It would annoy me if a neighbor kid came up and kissed and kissed and kissed a baby I was holding and trying to get in the car. I agree, there are cultural differences with personal space and attention/lovin' on kids (I like how some people around here, almost exclusively of one apparent group, are so into babies!), but it's respectful to acknowledge someone's desires for personal space. Not that we should always demand space, but if this happened the majority of the time, it would be draining for me, personally. Hopefully a few firm comments can reduce this. Kids are enthusiastic and oblivious, though!


----------



## JBaxter (May 1, 2005)

Flu season is upon us... We are not going to kiss the baby ANYMORE it spreads germs and we dont want her to get sick.. The new rule is only touch her feet and only when you ask first.
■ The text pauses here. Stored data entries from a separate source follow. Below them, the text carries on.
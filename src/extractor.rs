//! Text extraction from supported document formats
//!
//! The [`TextExtractor`] trait is the seam between the index pipeline and
//! format decoding, so tests can substitute a mock and future container
//! formats can plug in without touching the pipeline.

use crate::error::{Result, TextorError};
use std::path::Path;

/// Extensions the plain-text extractor can decode directly.
///
/// Container formats on the index allow-list (epub, docx, xlsx, ...) are
/// zip archives and need a real decoder; they surface as
/// `UnsupportedFormat` and the file is skipped until one exists.
const TEXT_EXTENSIONS: &[&str] = &[
    "txt", "html", "htm", "atom", "rss", "md", "xml", "xsl", "csv",
];

/// Converts a file of a supported format into raw text
pub trait TextExtractor {
    /// Extract the full text content of the file at `path`.
    ///
    /// Errors are per-file and recoverable: the caller logs them, skips
    /// the file for this run, and leaves its fingerprint uncommitted so
    /// the file is retried on the next run.
    fn extract(&self, path: &Path) -> Result<String>;
}

/// Extractor for text-based formats, reading the file as UTF-8
#[derive(Debug, Default)]
pub struct PlainTextExtractor;

impl PlainTextExtractor {
    /// Create a new plain-text extractor
    pub fn new() -> Self {
        Self
    }
}

impl TextExtractor for PlainTextExtractor {
    fn extract(&self, path: &Path) -> Result<String> {
        let ext = path
            .extension()
            .and_then(|e| e.to_str())
            .map(|e| e.to_lowercase())
            .unwrap_or_default();

        if !TEXT_EXTENSIONS.contains(&ext.as_str()) {
            return Err(TextorError::UnsupportedFormat(ext));
        }

        std::fs::read_to_string(path).map_err(|e| TextorError::Extraction {
            path: path.display().to_string(),
            reason: e.to_string(),
        })
    }
}

#[cfg(test)]
mod tests {
    use super::*;
    use std::io::Write;

    #[test]
    fn test_extract_plain_text() {
        let mut file = tempfile::Builder::new().suffix(".txt").tempfile().unwrap();
        writeln!(file, "hello world").unwrap();

        let extractor = PlainTextExtractor::new();
        let text = extractor.extract(file.path()).unwrap();
        assert_eq!(text, "hello world\n");
    }

    #[test]
    fn test_unsupported_container_format() {
        let file = tempfile::Builder::new().suffix(".docx").tempfile().unwrap();

        let extractor = PlainTextExtractor::new();
        let err = extractor.extract(file.path()).unwrap_err();
        assert!(matches!(err, TextorError::UnsupportedFormat(ref ext) if ext == "docx"));
        assert!(err.is_recoverable());
    }

    #[test]
    fn test_missing_file_is_recoverable() {
        let extractor = PlainTextExtractor::new();
        let err = extractor
            .extract(Path::new("/nonexistent/file.txt"))
            .unwrap_err();
        assert!(matches!(err, TextorError::Extraction { .. }));
        assert!(err.is_recoverable());
    }
}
If they start to go for the face kiss simply say Whats the rule because of germs?


----------



## junipermoon (Nov 19, 2008)

Quote:


Originally Posted by *JBaxter* 
We are not going to kiss the baby ANYMORE it spreads germs and we dont want her to get sick.. The new rule is only touch her feet and only when you ask first.

That is a great idea. I was thinking, ugh, what could you say without being rude!? But phrasing it just like this sounds perfect. And you could say "flu season" or at least "the flu is going around" any time of year and probably no one would argue that with you either...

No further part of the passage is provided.